• [Exercise brief]:
Report the number of lines in the data below where the string "false" shows up, and only that number.

• [Provided material]:
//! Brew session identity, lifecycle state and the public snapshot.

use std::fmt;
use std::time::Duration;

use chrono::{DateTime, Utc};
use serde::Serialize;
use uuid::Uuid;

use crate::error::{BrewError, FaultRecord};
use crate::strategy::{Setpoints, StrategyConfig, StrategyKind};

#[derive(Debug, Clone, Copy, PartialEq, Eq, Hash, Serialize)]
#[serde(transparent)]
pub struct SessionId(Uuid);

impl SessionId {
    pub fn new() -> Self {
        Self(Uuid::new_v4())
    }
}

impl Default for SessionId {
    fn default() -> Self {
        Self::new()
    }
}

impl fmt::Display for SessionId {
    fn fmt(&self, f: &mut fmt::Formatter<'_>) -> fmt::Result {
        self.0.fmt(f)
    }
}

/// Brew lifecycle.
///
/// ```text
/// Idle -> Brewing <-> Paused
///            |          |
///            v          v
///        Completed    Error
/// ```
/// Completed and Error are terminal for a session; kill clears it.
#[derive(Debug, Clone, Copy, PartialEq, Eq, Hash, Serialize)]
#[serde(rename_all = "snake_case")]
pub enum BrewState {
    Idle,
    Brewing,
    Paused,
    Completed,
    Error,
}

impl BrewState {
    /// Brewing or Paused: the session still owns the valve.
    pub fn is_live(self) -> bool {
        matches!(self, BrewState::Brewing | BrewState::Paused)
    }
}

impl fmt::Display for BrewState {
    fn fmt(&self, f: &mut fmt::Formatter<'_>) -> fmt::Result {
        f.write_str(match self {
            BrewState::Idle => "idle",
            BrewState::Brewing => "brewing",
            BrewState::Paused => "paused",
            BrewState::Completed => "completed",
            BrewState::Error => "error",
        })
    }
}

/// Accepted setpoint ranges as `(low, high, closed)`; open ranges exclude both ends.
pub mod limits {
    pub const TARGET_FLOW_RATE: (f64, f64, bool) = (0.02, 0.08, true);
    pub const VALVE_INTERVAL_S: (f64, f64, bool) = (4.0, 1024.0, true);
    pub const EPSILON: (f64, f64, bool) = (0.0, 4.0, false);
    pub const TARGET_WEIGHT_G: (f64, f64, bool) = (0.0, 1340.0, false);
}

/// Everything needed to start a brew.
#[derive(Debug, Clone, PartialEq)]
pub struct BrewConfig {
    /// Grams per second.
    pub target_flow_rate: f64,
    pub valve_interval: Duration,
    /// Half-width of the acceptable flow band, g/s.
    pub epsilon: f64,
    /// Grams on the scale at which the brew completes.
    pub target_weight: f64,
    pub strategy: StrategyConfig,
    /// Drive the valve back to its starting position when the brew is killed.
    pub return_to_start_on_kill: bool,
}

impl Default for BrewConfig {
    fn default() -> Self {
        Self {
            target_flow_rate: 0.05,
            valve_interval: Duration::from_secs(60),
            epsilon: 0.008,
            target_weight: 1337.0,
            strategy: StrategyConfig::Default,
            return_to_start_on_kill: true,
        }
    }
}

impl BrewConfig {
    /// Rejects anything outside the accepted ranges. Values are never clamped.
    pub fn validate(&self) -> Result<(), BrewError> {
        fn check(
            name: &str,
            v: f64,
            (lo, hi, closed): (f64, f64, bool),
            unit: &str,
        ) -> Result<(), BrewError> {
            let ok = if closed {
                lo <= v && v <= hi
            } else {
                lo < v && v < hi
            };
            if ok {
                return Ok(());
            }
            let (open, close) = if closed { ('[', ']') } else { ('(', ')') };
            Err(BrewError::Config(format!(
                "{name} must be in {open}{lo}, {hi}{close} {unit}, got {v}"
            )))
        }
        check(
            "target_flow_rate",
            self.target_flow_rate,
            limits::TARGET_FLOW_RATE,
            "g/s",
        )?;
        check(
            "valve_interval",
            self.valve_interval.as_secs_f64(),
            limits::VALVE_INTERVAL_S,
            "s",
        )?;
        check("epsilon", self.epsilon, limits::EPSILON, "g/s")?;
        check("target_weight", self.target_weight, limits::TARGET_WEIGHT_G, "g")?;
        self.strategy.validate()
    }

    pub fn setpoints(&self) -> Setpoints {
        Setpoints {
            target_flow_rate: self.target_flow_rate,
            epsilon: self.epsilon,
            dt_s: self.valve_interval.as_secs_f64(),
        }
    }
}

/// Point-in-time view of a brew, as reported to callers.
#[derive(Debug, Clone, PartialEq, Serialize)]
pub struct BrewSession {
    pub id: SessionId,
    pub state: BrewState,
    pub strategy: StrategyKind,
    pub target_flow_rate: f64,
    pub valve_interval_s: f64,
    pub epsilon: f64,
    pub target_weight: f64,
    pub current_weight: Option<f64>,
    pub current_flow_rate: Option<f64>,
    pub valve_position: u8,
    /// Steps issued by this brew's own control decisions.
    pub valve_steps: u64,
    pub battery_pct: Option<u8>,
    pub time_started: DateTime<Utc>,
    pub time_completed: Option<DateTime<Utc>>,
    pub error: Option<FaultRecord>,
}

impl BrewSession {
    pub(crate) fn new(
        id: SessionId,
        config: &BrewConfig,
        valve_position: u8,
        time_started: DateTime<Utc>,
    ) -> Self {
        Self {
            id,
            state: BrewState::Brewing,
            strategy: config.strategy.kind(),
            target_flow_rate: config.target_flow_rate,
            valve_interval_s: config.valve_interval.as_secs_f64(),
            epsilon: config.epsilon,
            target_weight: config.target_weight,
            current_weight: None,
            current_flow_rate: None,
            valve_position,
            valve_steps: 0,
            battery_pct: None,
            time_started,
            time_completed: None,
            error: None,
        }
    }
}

• [Response below]:
2